You remember the homely old parable of the clock on the stair that gave up ticking altogether because it began to calculate how many thousands of seconds there are in the year, and that twice that number of times it would have to wag backwards and forwards. The lesson that it learned was—tick one tick and never mind the next. You will be able to do it when the time to do it comes. Let us act 'as the duty of every day requireth.' 'Sufficient for the day is the work thereof.'

Then there is another piece of advice from this thought of each day having its own work, and that is—keep your ears open, and your eyes too, to learn the lesson of what the day's work is. There is generally abundance of direction for us if only we are content with the one-step-at-a-time direction, which we get, and if another condition is fulfilled, if we try to suppress our own wishes and the noisy babble of our own yelping inclinations, and take the whip to them until they cease their barking, that we may hear what God says. It is not because He does not speak, but because we are too anxious to have our own way to listen quietly to His voice, that we make most of our blunders as to what the duty of every day requires. If we will be still and listen, and stand in the attitude of the boy-prophet before the glimmering lamp in the sacred place, saying, 'Speak, Lord! for Thy servant heareth,' we shall get sufficient instruction for our next step.

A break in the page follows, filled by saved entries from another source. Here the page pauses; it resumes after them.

/// Pick the crossing direction for a ledge at `pos` with no explicit hint.
///
/// A direction `d` is a candidate when the entry side `pos - d` and the exit
/// side `pos + d` are both in bounds and unwalled. With one candidate it is
/// used directly. With several, `descending` wins if it is a candidate,
/// otherwise the first candidate in `Direction::ALL` order. With none the
/// ledge cannot be crossed at all.
pub fn infer_one_way(source: &SourceGrid, pos: Position, descending: Direction) -> Option<Direction> {
    let candidates: Vec<Direction> = Direction::ALL
        .into_iter()
        .filter(|&d| {
            source.is_unwalled(pos.step(d.opposite())) && source.is_unwalled(pos.step(d))
        })
        .collect();
    match candidates.as_slice() {
        [] => None,
        [only] => Some(*only),
        _ if candidates.contains(&descending) => Some(descending),
        [first, ..] => Some(*first),
    }
}

/// Capability-resolved walkability grid for one map.
#[derive(Clone, Debug)]
pub struct CollisionGrid {
    map: MapId,
    width: u32,
    height: u32,
    tiles: Vec<TileClass>,
    /// Capabilities referenced by this map's obstacles.
    gates: BTreeSet<CapabilityKey>,
    /// `CapabilitySet::signature_for(gates)` of the snapshot used to build.
    signature: u64,
}

impl CollisionGrid {
    /// Classify every tile of `source` against `capabilities`.
    pub fn build(
        map: MapId,
        source: &SourceGrid,
        capabilities: &CapabilitySet,
        descending: Direction,
    ) -> Self {
        let mut tiles = Vec::with_capacity(source.tiles.len());
        for y in 0..source.height as i32 {
            for x in 0..source.width as i32 {
                let pos = Position::new(x, y);
                let class = match source.get(pos) {
                    Some(SourceTile::Floor) => TileClass::Open,
                    Some(SourceTile::Wall) | None => TileClass::Blocked,
                    Some(SourceTile::Warp) => TileClass::Transition,
                    Some(SourceTile::Gate(key)) => TileClass::Obstacle {
                        gate: key.clone(),
                        open: capabilities.contains(key),
                    },
                    Some(SourceTile::Ledge(Some(dir))) => TileClass::OneWay(*dir),
                    Some(SourceTile::Ledge(None)) => match infer_one_way(source, pos, descending) {
                        Some(dir) => TileClass::OneWay(dir),
                        None => {
                            tracing::debug!(%map, %pos, "ledge has no open axis, treating as blocked");
                            TileClass::Blocked
                        }
                    },
                };
                tiles.push(class);
            }
        }
        let gates = source.gate_keys();
        let signature = capabilities.signature_for(&gates);
        tracing::debug!(
            %map,
            width = source.width,
            height = source.height,
            gates = gates.len(),
            "built collision grid"
        );
        Self {
            map,
            width: source.width,
            height: source.height,
            tiles,
            gates,
            signature,
        }
    }

    pub fn map(&self) -> MapId {
        self.map
    }

    pub fn width(&self) -> u32 {
        self.width
    }

    pub fn height(&self) -> u32 {
        self.height
    }

    pub fn gates(&self) -> &BTreeSet<CapabilityKey> {
        &self.gates
    }

    pub fn in_bounds(&self, pos: Position) -> bool {
        pos.x >= 0 && pos.y >= 0 && (pos.x as u32) < self.width && (pos.y as u32) < self.height
    }

    /// Read a tile. `None` for out-of-bounds positions.
    pub fn tile(&self, pos: Position) -> Option<&TileClass> {
        if self.in_bounds(pos) {
            Some(&self.tiles[pos.x as usize + pos.y as usize * self.width as usize])
        } else {
            None
        }
    }

    fn is_current_for(&self, capabilities: &CapabilitySet) -> bool {
        self.signature == capabilities.signature_for(&self.gates)
    }
}

/// A built grid plus the transient blockers observed at query time.
#[derive(Clone, Debug)]
pub struct GridSnapshot {
    base: Arc<CollisionGrid>,
    transient: FxHashSet<Position>,
}
use crate::geom::{
    CatmullRomSplineList, CentripetalCatmullRomSpline, Curve3, FitError, Point3, PointSet,
};

fn zigzag() -> PointSet {
    PointSet::from_xy(&[[0.0, 0.0], [1.0, 2.0], [2.0, 0.0], [3.0, 2.0]]).unwrap()
}

fn uneven_path() -> PointSet {
    PointSet::from_xyz(&[
        [0.0, 0.0, 0.0],
        [0.5, 0.1, 0.0],
        [4.0, 2.0, 1.0],
        [4.5, 6.0, 1.0],
        [9.0, 6.5, 0.0],
    ])
    .unwrap()
}

#[test]
fn one_sample_per_segment_returns_the_control_points() {
    let control = zigzag();
    let spline = CatmullRomSplineList::new(&control, 0.5).unwrap();
    let sampled = spline.get_points(1).unwrap();
    assert_eq!(sampled, control);

    let centripetal = CentripetalCatmullRomSpline::new(&control, 0.5).unwrap();
    assert_eq!(centripetal.get_points(1).unwrap(), control);
}

#[test]
fn sample_count_is_segments_times_samples_plus_one() {
    let control = uneven_path();
    let spline = CatmullRomSplineList::new(&control, 0.5).unwrap();
    let centripetal = CentripetalCatmullRomSpline::new(&control, 0.5).unwrap();
    assert_eq!(spline.segment_count(), 4);

    for s in [1, 2, 5, 20] {
        let a = spline.get_points(s).unwrap();
        let b = centripetal.get_points(s).unwrap();
        assert_eq!(a.len(), s * 4 + 1);
        assert_eq!(b.len(), s * 4 + 1);
        assert_eq!(a.dims(), 3);
        assert_eq!(b.dims(), 3);
    }
}

#[test]
fn sampled_curves_pass_through_every_control_point() {
    let control = uneven_path();
    let s = 7;
    for sampled in [
        CatmullRomSplineList::new(&control, 0.3)
            .unwrap()
            .get_points(s)
            .unwrap(),
        CentripetalCatmullRomSpline::new(&control, 0.5)
            .unwrap()
            .get_points(s)
            .unwrap(),
    ] {
        for (k, p) in control.iter().enumerate() {
            assert_eq!(sampled.get(k * s), Some(*p));
        }
    }
}

#[test]
fn evaluation_at_integer_parameters_hits_control_points() {
    let control = uneven_path();
    let spline = CatmullRomSplineList::new(&control, 0.5).unwrap();
    let centripetal = CentripetalCatmullRomSpline::new(&control, 0.5).unwrap();
    assert_eq!(spline.domain(), (0.0, 4.0));
    assert_eq!(centripetal.domain(), (0.0, 4.0));

    for (k, p) in control.iter().enumerate() {
        let t = k as f64;
        assert!(spline.point_at(t).distance_to(*p) < 1e-12);
        assert!(centripetal.point_at(t).distance_to(*p) < 1e-12);
    }
}

#[test]
fn three_control_points_are_rejected() {
    let control = PointSet::from_xy(&[[0.0, 0.0], [1.0, 1.0], [2.0, 0.0]]).unwrap();
    let expected = FitError::InsufficientControlPoints {
        provided: 3,
        required: 4,
    };
    assert_eq!(CatmullRomSplineList::new(&control, 0.5), Err(expected.clone()));
    assert_eq!(CentripetalCatmullRomSpline::new(&control, 0.5), Err(expected));
}

#[test]
fn zero_samples_per_segment_is_invalid() {
    let control = zigzag();
    assert!(matches!(
        CatmullRomSplineList::new(&control, 0.5).unwrap().get_points(0),
        Err(FitError::InvalidInput { .. })
    ));
    assert!(matches!(
        CentripetalCatmullRomSpline::new(&control, 0.5)
            .unwrap()
            .get_points(0),
        Err(FitError::InvalidInput { .. })
    ));
}

#[test]
fn non_finite_shape_parameters_are_invalid() {
    let control = zigzag();
    for bad in [f64::NAN, f64::INFINITY] {
        assert!(matches!(
            CatmullRomSplineList::new(&control, bad),
            Err(FitError::InvalidInput { .. })
        ));
        assert!(matches!(
            CentripetalCatmullRomSpline::new(&control, bad),
            Err(FitError::InvalidInput { .. })
        ));
    }
}

#[test]
fn out_of_range_shape_parameters_are_accepted() {
    let control = zigzag();
    let spline = CatmullRomSplineList::new(&control, 1.5).unwrap();
    assert_eq!(spline.tau(), 1.5);
    assert_eq!(spline.get_points(4).unwrap().len(), 13);

    let centripetal = CentripetalCatmullRomSpline::new(&control, -0.5).unwrap();
    assert_eq!(centripetal.alpha(), -0.5);
    assert_eq!(centripetal.get_points(4).unwrap().len(), 13);
}

#[test]
fn uniform_knot_spacing_matches_classic_tension() {
    let control = uneven_path();
    let classic = CatmullRomSplineList::new(&control, 0.5)
        .unwrap()
        .get_points(16)
        .unwrap();
    let uniform = CentripetalCatmullRomSpline::new(&control, 0.0)
        .unwrap()
        .get_points(16)
        .unwrap();
    for (a, b) in classic.iter().zip(uniform.iter()) {
        assert!(a.distance_to(*b) < 1e-12, "{a:?} vs {b:?}");
    }
}

#[test]
fn tension_changes_the_interior_but_not_the_control_points() {
    let control = zigzag();
    let loose = CatmullRomSplineList::new(&control, 0.5).unwrap();
    let tight = CatmullRomSplineList::new(&control, 0.1).unwrap();

    assert!(loose.point_at(1.5).distance_to(tight.point_at(1.5)) < 1e-12);
    assert!(loose.point_at(0.5).distance_to(tight.point_at(0.5)) > 1e-3);
    assert_eq!(loose.point_at(2.0), tight.point_at(2.0));
}

#[test]
fn coincident_consecutive_points_are_degenerate_for_centripetal() {
    let control =
        PointSet::from_xy(&[[0.0, 0.0], [1.0, 1.0], [1.0, 1.0], [2.0, 0.0], [3.0, 1.0]]).unwrap();
    for alpha in [0.0, 0.5, 1.0] {
        assert!(matches!(
            CentripetalCatmullRomSpline::new(&control, alpha),
            Err(FitError::DegenerateInput { .. })
        ));
    }
    assert!(CatmullRomSplineList::new(&control, 0.5).is_ok());
}

#[test]
fn centripetal_accepts_distinct_points_at_any_scale() {
    let rows: Vec<[f64; 2]> = zigzag().iter().map(|p| [p.x * 1e-13, p.y * 1e-13]).collect();
    let tiny = PointSet::from_xy(&rows).unwrap();
    let sampled = CentripetalCatmullRomSpline::new(&tiny, 0.5)
        .unwrap()
        .get_points(8)
        .unwrap();
    assert_eq!(sampled.len(), 25);
    assert!(sampled.iter().all(|p| p.is_finite()));
}

#[test]
fn centripetal_stays_finite_on_uneven_spacing() {
    let control = uneven_path();
    let sampled = CentripetalCatmullRomSpline::new(&control, 0.5)
        .unwrap()
        .get_points(32)
        .unwrap();
    assert!(sampled.iter().all(|p| p.is_finite()));
    let p = Point3::new(4.5, 6.0, 1.0);
    assert_eq!(sampled.get(3 * 32), Some(p));
}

Another piece of practical wisdom that I would suggest is that if every day has its own work, we should buckle ourselves to do the day's work before night falls and not leave any over for to-morrow, which will be quite full enough. 'Do the duty that lies nearest thee,' was the preaching of one of our sages, and it is wholesome advice. For when we do that duty, the doing of it has a wonderful power of opening up further steps, and showing us more clearly what is the next duty. Only let us be sure of this, that no moment comes from God which has not in it boundless possibilities; and that no moment comes from God which has not in it stringent obligations. We neither avail ourselves of the one, nor discharge the other, unless we come, morning by morning, to the new day that is dawning upon us, with some fresh consciousness of the large issues that may be wrapped in its unseen hours, and the great things for Him that we may do ere its evening falls.